Hospitals were broadly conceived in the Middle Ages as establishments that received pilgrims and travelers, tended to the poor, and, with the professionalization of medicine, increasingly came to provide care to the sick and dying. In Charity and Welfare, James Brodman surveys the networks of hospitals and charitable institutions in medieval Catalonia that gave food to the hungry, dowries to indigent women, shelter to the homeless, and palliative care to the ill.
The book places Catalan institutions in the broader European context and gracefully synthesizes a huge amount of scholarship, widely scattered in local and specialist sources. It shows how, just as contemporary society struggles with the issues of welfare reform, managed health care and assistance to the elderly, so did the people of the Middle Ages deal with questions of who to help and what criteria to use to make those decisions. In their assessments, they made a clear distinction between charity, aid given gratuitously and indiscriminately to others, and welfare, assistance targeted toward certain groups for particular, desired ends.

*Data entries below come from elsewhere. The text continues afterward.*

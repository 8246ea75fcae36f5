use super::ConfigArgs;
use crate::{packer::survey, scene::DirectiveKind};
use clap::Args;
use scenegen_utils::{ok, AnyResult};

#[derive(Debug, Args)]
pub struct ListCommand {
    #[command(flatten)]
    pub config: ConfigArgs,
}

impl crate::Command for ListCommand {
    fn run(self) -> AnyResult {
        let config = self.config.resolve()?;

        println!(" : Scenes in {}:", config.models_dir.display());
        for scene in survey(&config)? {
            println!("  - {} ({})", scene.name, scene.path.display());
            for kind in [DirectiveKind::Object, DirectiveKind::Material] {
                match scene.references.get(kind) {
                    Some(path) => println!("    {kind} {path}"),
                    None => println!("    {kind} <missing>"),
                }
            }
        }

        ok()
    }
}
use clap::Parser;
use log::LevelFilter;
use scenegen_utils::{ok, AnyResult};

fn main() -> AnyResult {
    pretty_env_logger::formatted_builder()
        .format_indent(None)
        .format_timestamp(None)
        .filter_level(LevelFilter::Info)
        .parse_default_env()
        .init();

    let cli = scenegen::Cli::parse_from(wild::args());
    scenegen::run(cli)?;
    ok()
}
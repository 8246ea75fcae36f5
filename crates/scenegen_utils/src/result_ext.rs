use anyhow::anyhow;
use std::{error::Error, fmt::Display};

use crate::AnyResult;

/// Attaches a human readable description to failures, turning them into [`anyhow::Error`]s.
pub trait AnyhowResultExt<T> {
    fn otherwise(self, s: impl Display) -> AnyResult<T>;

    /// Lazy variant of [`AnyhowResultExt::otherwise`], the message is only built on failure.
    fn otherwise_with<D: Display>(self, f: impl FnOnce() -> D) -> AnyResult<T>;
}

impl<T, E: Error + Send + Sync + 'static> AnyhowResultExt<T> for Result<T, E> {
    fn otherwise(self, s: impl Display) -> AnyResult<T> {
        self.otherwise_with(|| s)
    }

    fn otherwise_with<D: Display>(self, f: impl FnOnce() -> D) -> AnyResult<T> {
        match self {
            Ok(v) => Ok(v),
            Err(e) => Err(anyhow::Error::from(e).context(f().to_string())),
        }
    }
}

impl<T> AnyhowResultExt<T> for Option<T> {
    fn otherwise(self, s: impl Display) -> AnyResult<T> {
        self.otherwise_with(|| s)
    }

    fn otherwise_with<D: Display>(self, f: impl FnOnce() -> D) -> AnyResult<T> {
        match self {
            Some(v) => Ok(v),
            None => Err(anyhow!("{}", f())),
        }
    }
}

#[cfg(test)]
mod tests {
    use super::AnyhowResultExt;
    use std::io;

    #[test]
    fn context_is_attached() {
        let result: Result<(), io::Error> = Err(io::Error::new(io::ErrorKind::NotFound, "gone"));
        let err = result.otherwise("couldn't open models/").unwrap_err();

        assert_eq!(err.to_string(), "couldn't open models/");
        assert_eq!(err.root_cause().to_string(), "gone");
    }

    #[test]
    fn none_becomes_error() {
        let err = None::<u32>.otherwise_with(|| "nothing here").unwrap_err();
        assert_eq!(err.to_string(), "nothing here");
        assert_eq!(Some(5).otherwise("unused").unwrap(), 5);
    }
}
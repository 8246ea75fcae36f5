use crate::config::PackerConfig;
use clap::Args;
use scenegen_utils::AnyResult;
use std::path::PathBuf;

pub mod build;
pub mod inspect;
pub mod list;

/// Options shared by every command. Flags take precedence over the configuration file.
#[derive(Debug, Default, Args)]
pub struct ConfigArgs {
    /// TOML file with packer settings
    #[arg(long, short = 'c')]
    pub config: Option<PathBuf>,
    /// Directory searched for scene files [default: models]
    #[arg(long, short = 'm')]
    pub models: Option<PathBuf>,
    /// Base directory of the paths referenced by scenes [default: .]
    #[arg(long, short = 'r')]
    pub references: Option<PathBuf>,
    /// Directory the dataset files are written to [default: src]
    #[arg(long, short = 'o')]
    pub output: Option<PathBuf>,
}

impl ConfigArgs {
    pub fn resolve(self) -> AnyResult<PackerConfig> {
        let mut config = match self.config {
            Some(path) => PackerConfig::load(&path)?,
            None => PackerConfig::default(),
        };

        if let Some(models) = self.models {
            config.models_dir = models;
        }
        if let Some(references) = self.references {
            config.reference_root = references;
        }
        if let Some(output) = self.output {
            config.output_dir = output;
        }

        log::debug!("Using {config:?}");
        Ok(config)
    }
}

#[cfg(test)]
mod tests {
    use super::ConfigArgs;
    use crate::testing::ScratchDir;
    use std::path::{Path, PathBuf};

    #[test]
    fn flags_override_file() {
        let dir = ScratchDir::new("config-args");
        let file = dir.write(
            "scenegen.toml",
            "models_dir = \"scenes\"\noutput_dir = \"gen\"\nheader_name = \"assets.h\"\n",
        );

        let config = ConfigArgs {
            config: Some(file),
            models: None,
            references: Some(PathBuf::from("assets")),
            output: Some(PathBuf::from("out")),
        }
        .resolve()
        .unwrap();

        assert_eq!(config.models_dir, Path::new("scenes"));
        assert_eq!(config.reference_root, Path::new("assets"));
        assert_eq!(config.output_dir, Path::new("out"));
        assert_eq!(config.header_name, "assets.h");
    }

    #[test]
    fn missing_config_file_is_an_error() {
        let dir = ScratchDir::new("config-args-missing");
        let args = ConfigArgs {
            config: Some(dir.path().join("nope.toml")),
            ..Default::default()
        };
        assert!(args.resolve().is_err());
    }
}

In framing the medieval mentality concerning the poor, Charity
and Welfare emphasizes the difference between secular and lay action,
the crystallization of categories for the poor, and the emergence of charity
and welfare as motivations for public assistance. The author concludes
that Catalan hospitals depended upon the close collaboration of church
and state, a mixture of voluntary and public funding, and a combination
of religious and secular values.
This
is one of the wards of the medieval Hospital of Santa Creu in Barcelona,
which is now utilized as part of the modern Biblioteca de Catalunya.